What can be done about it? Does this mean that capitalism is bad? No. It only means that it’s not perfect. One more thing is that when people talk about defining government policies or market interference mechanisms, the claim that any government influence would be inefficient and harmful – it is often repeated in the United States – appears to be wrong.
U.W.: There is one more great economic issue today. Developing countries essentially strive for the standard of living enjoyed by the middle class in the United States. But now some people say that in a world of seven billion people, individual consumption on the level of Western countries is simply impossible. This global market would simply lack resources. What is the solution? Is it possible for everyone to achieve the American model of a market economy and American levels of consumption?
I don’t think I can answer this question. As an economist, I would say that the problem of overconsumption arises because less than the full price is paid for certain products. I mean that the price of every product would have to include its cost for the planet: air emissions or environmental pollution. When the consumer does not pay the full price for a product to be manufactured, he can consume too much of it, which may exhaust the resources of the planet. So the economic aspect of the problem is this: Will we face up to the full price that reflects the cost of production? I'm talking not only about monetary value but also whether we pay in full for using air and water. If not, consumption may be excessive and have harmful consequences.
U.W.: It often seems that the success of the market economy largely depends on the level of laws in the country, the pressure of corruption and how responsibly the ruling elite behaves. Can a free market, or capitalism, itself generate a rule-of-law system? Or is legality a purely political aspect of social development?
This is a very important question. I believe that many Western economists do not even stop to think about it, because they accept the rule of law is a given. In fact, it is one of the capstones. Even Western economists who are critical of the government's role in the economy believe that there is a need for a ruling cabinet that would secure legality and the rule of law. Milton Friedman famously said: Government is essential both as a forum for determining the "rules of the game" and as an umpire to interpret and enforce the rules decided on. I believe that many advisers and observers from the West who supported the transition to capitalism were not fully aware of how important it was to have legality and the rule of law as the basis for its successful operation. The market cannot secure that on its own. An engaged and fair government is needed. It is only in these conditions that the market can develop and operate properly.

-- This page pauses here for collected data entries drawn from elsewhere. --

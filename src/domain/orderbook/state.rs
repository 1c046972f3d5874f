//! Orderbook state containers: app-owned, crate-provided update logic.

use super::wire::{DeltaContents, OrderbookFrame, OrderbookUpdate, SnapshotContents};
use super::{BookLevel, OrderbookSnapshot};
use crate::error::FrameError;
use crate::shared::ChannelId;
use rust_decimal::Decimal;
use std::collections::BTreeMap;

#[derive(Debug, Clone, Copy, PartialEq)]
struct Level {
    size: Decimal,
    offset: u64,
}

/// Live ladder state that can apply `v4_orderbook` snapshots and deltas.
///
/// Each level remembers the message id of the update that last touched it;
/// that becomes the level's `offset` in [`OrderbookState::snapshot`].
/// Crossed levels are kept as received.
#[derive(Debug, Clone, Default)]
pub struct OrderbookState {
    pub id: Option<ChannelId>,
    pub message_id: u64,
    bids: BTreeMap<Decimal, Level>,
    asks: BTreeMap<Decimal, Level>,
}

impl OrderbookState {
    pub fn new(id: ChannelId) -> Self {
        Self {
            id: Some(id),
            ..Self::default()
        }
    }

    /// Apply a raw forwarded `v4_orderbook` frame.
    ///
    /// Frames for another book id and frames without book data are ignored.
    pub fn apply_frame(&mut self, frame: &OrderbookFrame) -> Result<(), FrameError> {
        if let Some(id) = &self.id {
            if *id != frame.id {
                return Ok(());
            }
        }
        if let Some(update) = frame.decode()? {
            self.apply(&update);
        }
        Ok(())
    }

    /// Apply a decoded update (snapshot replaces, delta merges).
    pub fn apply(&mut self, update: &OrderbookUpdate) {
        match update {
            OrderbookUpdate::Snapshot {
                message_id,
                contents,
            } => self.apply_snapshot(contents, *message_id),
            OrderbookUpdate::Deltas { message_id, deltas } => {
                for delta in deltas {
                    self.apply_delta(delta, *message_id);
                }
            }
        }
    }

    pub fn apply_snapshot(&mut self, contents: &SnapshotContents, message_id: u64) {
        self.bids.clear();
        self.asks.clear();
        self.message_id = message_id;

        for level in &contents.bids {
            upsert(&mut self.bids, level.price, level.size, message_id);
        }
        for level in &contents.asks {
            upsert(&mut self.asks, level.price, level.size, message_id);
        }
    }

    pub fn apply_delta(&mut self, delta: &DeltaContents, message_id: u64) {
        self.message_id = self.message_id.max(message_id);

        for (price, size) in &delta.bids {
            upsert(&mut self.bids, *price, *size, message_id);
        }
        for (price, size) in &delta.asks {
            upsert(&mut self.asks, *price, *size, message_id);
        }
    }

    /// Highest bid price.
    pub fn best_bid(&self) -> Option<Decimal> {
        self.bids.keys().next_back().copied()
    }

    /// Lowest ask price.
    pub fn best_ask(&self) -> Option<Decimal> {
        self.asks.keys().next().copied()
    }

    /// Mid price (average of best bid and best ask).
    pub fn mid_price(&self) -> Option<Decimal> {
        match (self.best_bid(), self.best_ask()) {
            (Some(bid), Some(ask)) => Some((bid + ask) / Decimal::from(2)),
            _ => None,
        }
    }

    /// Spread between best ask and best bid.
    pub fn spread(&self) -> Option<Decimal> {
        match (self.best_bid(), self.best_ask()) {
            (Some(bid), Some(ask)) => Some(ask - bid),
            _ => None,
        }
    }

    /// Spread as a percentage of the mid price.
    pub fn spread_percent(&self) -> Option<Decimal> {
        let mid = self.mid_price()?;
        if mid.is_zero() {
            return None;
        }
        Some(self.spread()? / mid * Decimal::ONE_HUNDRED)
    }

    /// Raw ladders with cumulative depth: asks ascending, bids descending.
    pub fn snapshot(&self) -> OrderbookSnapshot {
        OrderbookSnapshot {
            asks: with_depth(self.asks.iter()),
            bids: with_depth(self.bids.iter().rev()),
            spread_percent: self.spread_percent(),
            mid_price: self.mid_price(),
        }
    }

    pub fn is_empty(&self) -> bool {
        self.bids.is_empty() && self.asks.is_empty()
    }

    pub fn clear(&mut self) {
        self.bids.clear();
        self.asks.clear();
        self.message_id = 0;
    }
}

fn upsert(side: &mut BTreeMap<Decimal, Level>, price: Decimal, size: Decimal, offset: u64) {
    if size.is_zero() {
        side.remove(&price);
    } else {
        side.insert(price, Level { size, offset });
    }
}

fn with_depth<'a>(levels: impl Iterator<Item = (&'a Decimal, &'a Level)>) -> Vec<BookLevel> {
    let mut depth = Decimal::ZERO;
    levels
        .map(|(price, level)| {
            depth += level.size;
            BookLevel::new(*price, level.size, level.offset).with_depth(depth)
        })
        .collect()
}

#[cfg(test)]
mod tests {
    use super::*;
    use crate::domain::orderbook::wire::SnapshotLevel;

    fn d(v: i64) -> Decimal {
        Decimal::from(v)
    }

    fn snapshot(bids: &[(i64, i64)], asks: &[(i64, i64)]) -> SnapshotContents {
        let levels = |rows: &[(i64, i64)]| -> Vec<SnapshotLevel> {
            rows.iter()
                .map(|&(price, size)| SnapshotLevel {
                    price: d(price),
                    size: d(size),
                })
                .collect()
        };
        SnapshotContents {
            bids: levels(bids),
            asks: levels(asks),
        }
    }

    fn delta(bids: &[(i64, i64)], asks: &[(i64, i64)]) -> DeltaContents {
        DeltaContents {
            bids: bids.iter().map(|&(p, s)| (d(p), d(s))).collect(),
            asks: asks.iter().map(|&(p, s)| (d(p), d(s))).collect(),
        }
    }

    #[test]
    fn test_snapshot_replaces_state() {
        let mut book = OrderbookState::new(ChannelId::from("BTC-USD"));
        book.apply_snapshot(&snapshot(&[(50, 10)], &[(51, 5)]), 1);
        assert_eq!(book.best_bid(), Some(d(50)));
        assert_eq!(book.best_ask(), Some(d(51)));

        book.apply_snapshot(&snapshot(&[(49, 20)], &[(52, 8)]), 2);
        assert_eq!(book.best_bid(), Some(d(49)));
        assert_eq!(book.best_ask(), Some(d(52)));
        assert_eq!(book.snapshot().bids.len(), 1);
    }

    #[test]
    fn test_delta_merges_and_tracks_offset() {
        let mut book = OrderbookState::default();
        book.apply_snapshot(&snapshot(&[(50, 10)], &[(51, 5)]), 1);
        book.apply_delta(&delta(&[(49, 15), (48, 3)], &[]), 4);

        let snap = book.snapshot();
        assert_eq!(snap.bids.len(), 3);
        assert_eq!(snap.bids[0].price, d(50));
        assert_eq!(snap.bids[0].offset, 1);
        assert_eq!(snap.bids[1].offset, 4);
        assert_eq!(snap.asks[0].offset, 1);
        assert_eq!(book.message_id, 4);
    }

    #[test]
    fn test_zero_size_removes_level() {
        let mut book = OrderbookState::default();
        book.apply_snapshot(&snapshot(&[(50, 10)], &[(51, 5)]), 1);
        book.apply_delta(&delta(&[(50, 0)], &[]), 2);
        assert_eq!(book.best_bid(), None);
        assert!(book.spread_percent().is_none());
    }

    #[test]
    fn test_cumulative_depth_and_order() {
        let mut book = OrderbookState::default();
        book.apply_snapshot(&snapshot(&[(48, 1), (50, 2), (49, 3)], &[(53, 4), (51, 5)]), 1);
        let snap = book.snapshot();

        let bid_prices: Vec<_> = snap.bids.iter().map(|l| l.price).collect();
        assert_eq!(bid_prices, vec![d(50), d(49), d(48)]);
        let bid_depths: Vec<_> = snap.bids.iter().map(|l| l.depth).collect();
        assert_eq!(bid_depths, vec![Some(d(2)), Some(d(5)), Some(d(6))]);

        let ask_prices: Vec<_> = snap.asks.iter().map(|l| l.price).collect();
        assert_eq!(ask_prices, vec![d(51), d(53)]);
        assert_eq!(snap.asks[1].depth, Some(d(9)));
    }

    #[test]
    fn test_mid_and_spread_percent() {
        let mut book = OrderbookState::default();
        book.apply_snapshot(&snapshot(&[(99, 1)], &[(101, 1)]), 1);
        let snap = book.snapshot();
        assert_eq!(snap.mid_price, Some(d(100)));
        assert_eq!(snap.spread_percent, Some(d(2)));
    }

    #[test]
    fn test_apply_frame_filters_by_id() {
        let mut book = OrderbookState::new(ChannelId::from("BTC-USD"));
        let other = OrderbookFrame::parse(
            r#"{"type":"subscribed","id":"ETH-USD","message_id":1,"contents":{"bids":[{"price":"1","size":"1"}]}}"#,
        )
        .unwrap();
        book.apply_frame(&other).unwrap();
        assert!(book.is_empty());

        let mine = OrderbookFrame::parse(
            r#"{"type":"subscribed","id":"BTC-USD","message_id":1,"contents":{"bids":[{"price":"1","size":"1"}]}}"#,
        )
        .unwrap();
        book.apply_frame(&mine).unwrap();
        assert_eq!(book.best_bid(), Some(d(1)));
    }

    #[test]
    fn test_clear() {
        let mut book = OrderbookState::default();
        book.apply_snapshot(&snapshot(&[(50, 10)], &[(51, 5)]), 7);
        book.clear();
        assert!(book.is_empty());
        assert_eq!(book.message_id, 0);
    }
}
async fn poll_connect(connecting: &mut Option<ConnectFuture>) -> WsResult<WsStream> {
    match connecting {
        Some(fut) => fut.as_mut().await,
        None => pending().await,
    }
}

async fn next_event(connection: &mut Option<Connection>) -> SocketEvent {
    match connection {
        Some(conn) => conn.next_event().await,
        None => pending().await,
    }
}

async fn send_text(sink: &mut SplitSink<WsStream, Message>, text: &str) -> Result<(), WsError> {
    sink.send(Message::Text(text.to_string().into()))
        .await
        .map_err(|e| WsError::SendFailed(e.to_string()))
}

/// Serialize and send a MessageOut over the sink.
async fn send_msg(sink: &mut SplitSink<WsStream, Message>, msg: &MessageOut) -> Result<(), WsError> {
    let json = msg
        .to_json()
        .map_err(|e| WsError::SendFailed(e.to_string()))?;
    send_text(sink, &json).await
}

/// Extract close code and reason from an optional CloseFrame.
fn extract_close(frame: Option<&CloseFrame>) -> (u16, String) {
    match frame {
        Some(f) => (f.code.into(), f.reason.to_string()),
        None => (1006, "No close frame".into()),
    }
}

// ─── Subscription replay ─────────────────────────────────────────────────────

async fn resubscribe_all(conn: &mut Connection, registry: &SharedRegistry) {
    let subs = registry
        .lock()
        .unwrap_or_else(PoisonError::into_inner)
        .subscriptions();
    if subs.is_empty() {
        return;
    }
    tracing::info!("Resubscribing to {} tracked subscription(s)", subs.len());
    for (channel_id, channel) in &subs {
        conn.send_subscribe(channel_id, *channel).await;
    }
}

// ─── Tests ───────────────────────────────────────────────────────────────────

#[cfg(test)]
mod tests {
    use super::*;
    use tokio_tungstenite::tungstenite::protocol::frame::coding::CloseCode;

    #[test]
    fn test_session_new() {
        let session = WsSession::new(WsConfig::default());
        assert!(session.cmd_tx.is_none());
        assert!(!session.is_running());
        assert_eq!(session.connection_state(), ConnectionState::Idle);
    }

    #[test]
    fn test_subscribe_before_connect_tracks() {
        let session = WsSession::new(WsConfig::default());
        assert!(session.subscribe("BTC-USD", Channel::Orderbook));
        assert!(!session.subscribe("BTC-USD", Channel::Orderbook));
        assert!(session.registry().lock().unwrap().is_tracked(&"BTC-USD".into()));

        assert!(session.unsubscribe("BTC-USD"));
        assert!(!session.unsubscribe("BTC-USD"));
    }

    #[test]
    fn test_subscribe_candles_shares_channel() {
        let session = WsSession::new(WsConfig::default());
        let a = session.subscribe_candles("BTC-USD/1MIN", |_: &Bar| {});
        let b = session.subscribe_candles("BTC-USD/1MIN", |_: &Bar| {});
        assert_ne!(a, b);

        let registry = session.registry();
        assert_eq!(registry.lock().unwrap().len(), 1);
        assert_eq!(registry.lock().unwrap().handlers_for(&"BTC-USD/1MIN".into()).len(), 2);

        assert!(session.remove_candle_handler(a));
        assert_eq!(registry.lock().unwrap().handlers_for(&"BTC-USD/1MIN".into()).len(), 1);
    }

    #[test]
    fn test_send_when_not_connected_is_silent() {
        let session = WsSession::new(WsConfig::default());
        session.send(r#"{"type":"ping"}"#);
    }

    #[test]
    fn test_terminal_disconnect_clears_registry() {
        let mut session = WsSession::new(WsConfig::default());
        session.subscribe("X", Channel::Candles);
        session.disconnect();
        assert!(session.registry().lock().unwrap().is_empty());
    }

    #[test]
    fn test_resumable_disconnect_keeps_registry() {
        let mut session = WsSession::new(WsConfig {
            disconnect_mode: DisconnectMode::Resumable,
            ..WsConfig::default()
        });
        session.subscribe("X", Channel::Candles);
        session.disconnect();
        assert_eq!(session.registry().lock().unwrap().len(), 1);
    }

    #[tokio::test]
    async fn test_connect_rejects_bad_urls() {
        let mut session = WsSession::new(WsConfig::default());
        for url in ["not a url", "https://example.com/ws", "ftp://example.com"] {
            let result = session.connect(url, |_| {}, |_| {}).await;
            assert!(matches!(result, Err(WsError::InvalidUrl(_))), "url: {url}");
        }
        assert!(!session.is_running());
    }

    #[test]
    fn test_extract_close_with_frame() {
        let frame = CloseFrame {
            code: CloseCode::Normal,
            reason: "goodbye".into(),
        };
        let (code, reason) = extract_close(Some(&frame));
        assert_eq!(code, 1000);
        assert_eq!(reason, "goodbye");
    }

    #[test]
    fn test_extract_close_no_frame() {
        let (code, reason) = extract_close(None);
        assert_eq!(code, 1006);
        assert_eq!(reason, "No close frame");
    }
}
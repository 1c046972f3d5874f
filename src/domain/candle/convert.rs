use super::wire::RawCandle;
use super::Bar;

impl From<RawCandle> for Bar {
    fn from(raw: RawCandle) -> Self {
        Self {
            time: raw.started_at,
            open: raw.open,
            high: raw.high,
            low: raw.low,
            close: raw.close,
            volume: raw.base_token_volume.ceil(),
        }
    }
}

impl From<&RawCandle> for Bar {
    fn from(raw: &RawCandle) -> Self {
        raw.clone().into()
    }
}

#[cfg(test)]
mod tests {
    use super::*;
    use crate::shared::CandleResolution;
    use rust_decimal::Decimal;
    use std::str::FromStr;

    fn raw() -> RawCandle {
        serde_json::from_str(
            r#"{
                "startedAt": "2024-01-01T00:01:00.000Z",
                "ticker": "BTC-USD",
                "resolution": "1MIN",
                "low": "42000.5",
                "high": "42100",
                "open": "42010",
                "close": "42090.25",
                "baseTokenVolume": "3.2",
                "usdVolume": "134400",
                "trades": 17
            }"#,
        )
        .unwrap()
    }

    #[test]
    fn test_wire_parses_all_fields() {
        let c = raw();
        assert_eq!(c.started_at, 1_704_067_260_000);
        assert_eq!(c.resolution, Some(CandleResolution::Minute1));
        assert_eq!(c.ticker.as_ref().map(|t| t.as_str()), Some("BTC-USD"));
        assert_eq!(c.trades, Some(17));
    }

    #[test]
    fn test_bar_from_raw_candle() {
        let bar = Bar::from(raw());
        assert_eq!(bar.time, 1_704_067_260_000);
        assert_eq!(bar.open, Decimal::from(42010));
        assert_eq!(bar.high, Decimal::from(42100));
        assert_eq!(bar.low, Decimal::from_str("42000.5").unwrap());
        assert_eq!(bar.close, Decimal::from_str("42090.25").unwrap());
        assert_eq!(bar.volume, Decimal::from(4));
    }

    #[test]
    fn test_optional_fields_may_be_absent() {
        let c: RawCandle = serde_json::from_str(
            r#"{"startedAt":"2024-01-01T00:00:00Z","open":"1","high":"2","low":"0.5","close":"1.5","baseTokenVolume":"10"}"#,
        )
        .unwrap();
        assert!(c.usd_volume.is_none());
        assert!(c.ticker.is_none());
        assert_eq!(Bar::from(&c).volume, Decimal::from(10));
    }
}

Professor Joel Waldfogel is an American economist who prefers to work on the practical aspects of economics rather than theory. He has a PhD from Stanford and now works for the University of Minnesota. His Scroogenomics: Why You Shouldn't Buy Presents for the Holidays, which is a reflection of his practical interests, argues that Americans waste around $85 billion every year on Christmas presents. His book The Tyranny of the Market: Why You Can’t Always Get What You Want was published 2009 and generated significant interest among specialists.